▶ _Try it_
Return, unaltered, every line from the beginning of the material below up to and including the one with "down toward the ground".

▶ _Data records_
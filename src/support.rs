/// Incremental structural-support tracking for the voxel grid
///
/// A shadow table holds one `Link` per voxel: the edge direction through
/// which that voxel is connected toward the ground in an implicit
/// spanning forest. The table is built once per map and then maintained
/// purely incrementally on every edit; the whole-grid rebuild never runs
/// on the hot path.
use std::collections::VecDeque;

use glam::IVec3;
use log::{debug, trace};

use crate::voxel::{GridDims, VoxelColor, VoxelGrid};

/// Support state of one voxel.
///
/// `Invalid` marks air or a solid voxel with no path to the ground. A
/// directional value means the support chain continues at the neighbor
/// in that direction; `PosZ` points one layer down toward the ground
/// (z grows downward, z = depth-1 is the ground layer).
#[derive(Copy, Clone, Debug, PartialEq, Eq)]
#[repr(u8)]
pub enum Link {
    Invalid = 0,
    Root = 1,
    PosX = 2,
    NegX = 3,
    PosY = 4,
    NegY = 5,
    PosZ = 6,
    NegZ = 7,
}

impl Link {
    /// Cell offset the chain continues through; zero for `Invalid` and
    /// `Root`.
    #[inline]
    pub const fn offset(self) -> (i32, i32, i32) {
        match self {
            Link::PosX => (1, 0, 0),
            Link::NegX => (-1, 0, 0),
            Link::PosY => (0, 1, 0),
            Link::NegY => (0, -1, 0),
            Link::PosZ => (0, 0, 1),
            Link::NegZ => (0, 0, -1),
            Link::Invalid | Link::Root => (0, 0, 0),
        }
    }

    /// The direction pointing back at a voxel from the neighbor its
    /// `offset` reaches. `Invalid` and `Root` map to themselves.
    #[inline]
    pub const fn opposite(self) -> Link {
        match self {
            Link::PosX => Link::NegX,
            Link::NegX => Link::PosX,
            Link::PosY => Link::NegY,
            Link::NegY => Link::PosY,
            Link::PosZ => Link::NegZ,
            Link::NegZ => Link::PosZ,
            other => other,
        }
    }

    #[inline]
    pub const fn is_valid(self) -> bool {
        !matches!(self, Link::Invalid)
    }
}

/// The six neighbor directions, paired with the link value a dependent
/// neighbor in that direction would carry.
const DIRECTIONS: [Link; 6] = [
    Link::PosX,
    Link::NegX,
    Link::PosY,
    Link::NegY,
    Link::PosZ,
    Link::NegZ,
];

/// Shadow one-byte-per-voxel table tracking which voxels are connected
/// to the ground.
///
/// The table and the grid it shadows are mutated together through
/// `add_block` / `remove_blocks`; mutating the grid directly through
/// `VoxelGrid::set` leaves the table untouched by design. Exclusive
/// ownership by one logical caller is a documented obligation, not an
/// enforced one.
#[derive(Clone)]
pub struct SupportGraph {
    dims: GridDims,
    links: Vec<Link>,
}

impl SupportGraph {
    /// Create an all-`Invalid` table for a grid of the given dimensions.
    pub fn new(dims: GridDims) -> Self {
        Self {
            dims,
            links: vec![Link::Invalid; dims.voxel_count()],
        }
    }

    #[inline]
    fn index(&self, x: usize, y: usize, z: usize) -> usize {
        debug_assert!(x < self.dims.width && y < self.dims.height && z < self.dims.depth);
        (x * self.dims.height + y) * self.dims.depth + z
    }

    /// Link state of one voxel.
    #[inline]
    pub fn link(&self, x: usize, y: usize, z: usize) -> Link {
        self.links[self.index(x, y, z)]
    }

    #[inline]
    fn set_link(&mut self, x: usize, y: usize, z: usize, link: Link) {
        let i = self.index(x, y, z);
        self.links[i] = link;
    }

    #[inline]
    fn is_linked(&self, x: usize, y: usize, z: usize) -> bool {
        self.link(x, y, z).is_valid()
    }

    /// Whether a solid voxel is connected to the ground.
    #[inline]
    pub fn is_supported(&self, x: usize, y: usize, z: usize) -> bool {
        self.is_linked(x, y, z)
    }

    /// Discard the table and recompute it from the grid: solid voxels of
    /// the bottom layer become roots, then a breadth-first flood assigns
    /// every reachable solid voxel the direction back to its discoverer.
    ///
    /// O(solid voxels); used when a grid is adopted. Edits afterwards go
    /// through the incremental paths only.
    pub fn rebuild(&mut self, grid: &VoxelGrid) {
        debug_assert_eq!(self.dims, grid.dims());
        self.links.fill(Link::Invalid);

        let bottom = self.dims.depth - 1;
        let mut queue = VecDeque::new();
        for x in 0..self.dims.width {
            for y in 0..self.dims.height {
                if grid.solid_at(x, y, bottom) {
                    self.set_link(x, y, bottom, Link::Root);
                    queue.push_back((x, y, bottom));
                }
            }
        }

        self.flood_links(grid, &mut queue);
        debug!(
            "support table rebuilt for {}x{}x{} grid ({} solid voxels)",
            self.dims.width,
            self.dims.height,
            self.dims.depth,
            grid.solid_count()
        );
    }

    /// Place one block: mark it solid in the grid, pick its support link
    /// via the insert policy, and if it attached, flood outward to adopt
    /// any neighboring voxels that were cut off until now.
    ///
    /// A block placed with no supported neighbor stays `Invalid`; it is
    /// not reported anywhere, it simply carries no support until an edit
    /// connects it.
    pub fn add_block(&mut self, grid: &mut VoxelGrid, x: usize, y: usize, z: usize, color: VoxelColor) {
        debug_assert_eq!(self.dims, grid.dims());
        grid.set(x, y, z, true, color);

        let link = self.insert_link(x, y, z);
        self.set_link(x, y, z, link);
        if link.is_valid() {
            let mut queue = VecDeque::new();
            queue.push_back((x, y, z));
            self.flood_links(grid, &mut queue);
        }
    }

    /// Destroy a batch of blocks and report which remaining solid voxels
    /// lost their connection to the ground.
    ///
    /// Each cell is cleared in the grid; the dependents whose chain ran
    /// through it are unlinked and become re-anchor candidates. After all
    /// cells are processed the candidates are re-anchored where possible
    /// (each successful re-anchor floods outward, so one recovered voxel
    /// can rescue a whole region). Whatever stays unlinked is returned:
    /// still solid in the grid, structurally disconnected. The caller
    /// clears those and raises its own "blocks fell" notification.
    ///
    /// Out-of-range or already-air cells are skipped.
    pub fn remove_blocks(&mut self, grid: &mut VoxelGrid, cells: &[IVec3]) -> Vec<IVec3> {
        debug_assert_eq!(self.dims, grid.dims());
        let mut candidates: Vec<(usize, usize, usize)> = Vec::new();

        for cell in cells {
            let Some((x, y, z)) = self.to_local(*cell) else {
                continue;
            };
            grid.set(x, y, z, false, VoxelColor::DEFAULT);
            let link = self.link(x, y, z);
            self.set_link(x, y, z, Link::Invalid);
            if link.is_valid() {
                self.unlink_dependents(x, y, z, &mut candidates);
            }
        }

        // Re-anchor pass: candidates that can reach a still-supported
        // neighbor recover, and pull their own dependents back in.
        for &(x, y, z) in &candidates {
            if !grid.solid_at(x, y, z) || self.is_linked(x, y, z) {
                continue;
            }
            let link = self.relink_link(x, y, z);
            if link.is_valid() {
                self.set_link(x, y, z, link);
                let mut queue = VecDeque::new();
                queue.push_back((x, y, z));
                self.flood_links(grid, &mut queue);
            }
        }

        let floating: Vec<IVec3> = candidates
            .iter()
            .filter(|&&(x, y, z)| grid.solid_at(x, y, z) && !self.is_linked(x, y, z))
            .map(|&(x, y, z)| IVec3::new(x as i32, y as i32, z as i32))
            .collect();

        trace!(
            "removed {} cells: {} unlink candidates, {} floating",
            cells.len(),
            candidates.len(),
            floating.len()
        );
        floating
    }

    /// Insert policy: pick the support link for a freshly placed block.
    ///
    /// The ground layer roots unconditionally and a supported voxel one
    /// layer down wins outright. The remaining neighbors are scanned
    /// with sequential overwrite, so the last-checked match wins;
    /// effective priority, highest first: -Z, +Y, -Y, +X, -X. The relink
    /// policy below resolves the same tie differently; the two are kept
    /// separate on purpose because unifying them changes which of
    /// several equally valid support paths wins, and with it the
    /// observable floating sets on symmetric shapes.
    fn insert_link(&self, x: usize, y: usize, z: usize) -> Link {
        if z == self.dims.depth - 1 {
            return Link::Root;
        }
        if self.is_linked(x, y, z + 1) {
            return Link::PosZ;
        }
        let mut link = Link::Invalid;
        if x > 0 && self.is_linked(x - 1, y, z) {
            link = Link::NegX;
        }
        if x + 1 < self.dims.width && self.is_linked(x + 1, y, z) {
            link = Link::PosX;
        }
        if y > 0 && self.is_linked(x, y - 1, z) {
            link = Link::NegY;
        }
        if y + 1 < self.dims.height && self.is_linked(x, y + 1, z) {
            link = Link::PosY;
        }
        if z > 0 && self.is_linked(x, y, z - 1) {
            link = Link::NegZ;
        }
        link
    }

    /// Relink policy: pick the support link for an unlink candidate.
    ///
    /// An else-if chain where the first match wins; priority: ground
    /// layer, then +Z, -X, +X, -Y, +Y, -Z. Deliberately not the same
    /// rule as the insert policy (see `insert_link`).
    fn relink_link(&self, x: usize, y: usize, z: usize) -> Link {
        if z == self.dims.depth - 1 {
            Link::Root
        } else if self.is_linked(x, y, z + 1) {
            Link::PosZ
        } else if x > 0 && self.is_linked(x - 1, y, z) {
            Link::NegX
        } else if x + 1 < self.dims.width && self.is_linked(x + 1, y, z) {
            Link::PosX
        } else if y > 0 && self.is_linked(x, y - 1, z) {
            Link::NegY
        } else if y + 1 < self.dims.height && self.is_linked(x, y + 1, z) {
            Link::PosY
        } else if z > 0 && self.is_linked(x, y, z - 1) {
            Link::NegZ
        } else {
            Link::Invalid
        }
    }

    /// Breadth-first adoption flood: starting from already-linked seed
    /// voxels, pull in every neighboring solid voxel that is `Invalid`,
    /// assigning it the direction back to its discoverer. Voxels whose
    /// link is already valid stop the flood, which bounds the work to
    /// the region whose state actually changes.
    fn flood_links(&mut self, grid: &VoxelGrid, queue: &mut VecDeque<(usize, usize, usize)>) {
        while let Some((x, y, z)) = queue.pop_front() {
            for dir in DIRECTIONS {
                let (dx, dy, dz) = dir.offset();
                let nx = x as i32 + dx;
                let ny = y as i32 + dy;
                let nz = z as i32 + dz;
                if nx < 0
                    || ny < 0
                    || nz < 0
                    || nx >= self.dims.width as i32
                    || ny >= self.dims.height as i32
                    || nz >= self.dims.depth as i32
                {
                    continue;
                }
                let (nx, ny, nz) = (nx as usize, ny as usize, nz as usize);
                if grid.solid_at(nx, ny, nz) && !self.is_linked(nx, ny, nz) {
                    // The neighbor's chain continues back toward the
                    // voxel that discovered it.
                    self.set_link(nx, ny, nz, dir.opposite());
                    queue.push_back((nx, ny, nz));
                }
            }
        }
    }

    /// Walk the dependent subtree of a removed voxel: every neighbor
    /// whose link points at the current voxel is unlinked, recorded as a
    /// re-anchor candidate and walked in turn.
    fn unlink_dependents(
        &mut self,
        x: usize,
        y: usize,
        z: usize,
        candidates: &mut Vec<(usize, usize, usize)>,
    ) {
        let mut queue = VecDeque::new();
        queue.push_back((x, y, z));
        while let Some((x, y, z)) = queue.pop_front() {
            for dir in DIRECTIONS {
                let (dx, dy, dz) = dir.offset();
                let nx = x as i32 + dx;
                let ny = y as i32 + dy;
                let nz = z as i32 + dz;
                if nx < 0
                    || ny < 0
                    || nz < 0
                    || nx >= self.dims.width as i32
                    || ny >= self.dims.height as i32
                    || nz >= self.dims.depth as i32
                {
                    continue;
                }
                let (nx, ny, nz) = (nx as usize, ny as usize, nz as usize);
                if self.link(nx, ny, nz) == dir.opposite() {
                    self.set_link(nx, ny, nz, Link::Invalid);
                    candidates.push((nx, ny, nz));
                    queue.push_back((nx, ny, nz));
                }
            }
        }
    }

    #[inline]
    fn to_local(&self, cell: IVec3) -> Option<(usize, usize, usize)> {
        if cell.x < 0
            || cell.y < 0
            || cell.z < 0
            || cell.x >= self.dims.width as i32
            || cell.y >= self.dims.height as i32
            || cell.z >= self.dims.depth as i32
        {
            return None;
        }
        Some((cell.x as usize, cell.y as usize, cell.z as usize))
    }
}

▶ _Solved problem_
filename src/support.rs
/// Incremental structural-support tracking for the voxel grid
///
/// A shadow table holds one `Link` per voxel: the edge direction through
/// which that voxel is connected toward the ground in an implicit
/// spanning forest. The table is built once per map and then maintained
/// purely incrementally on every edit; the whole-grid rebuild never runs
/// on the hot path.
use std::collections::VecDeque;

use glam::IVec3;
use log::{debug, trace};

use crate::voxel::{GridDims, VoxelColor, VoxelGrid};

/// Support state of one voxel.
///
/// `Invalid` marks air or a solid voxel with no path to the ground. A
/// directional value means the support chain continues at the neighbor
/// in that direction; `PosZ` points one layer down toward the ground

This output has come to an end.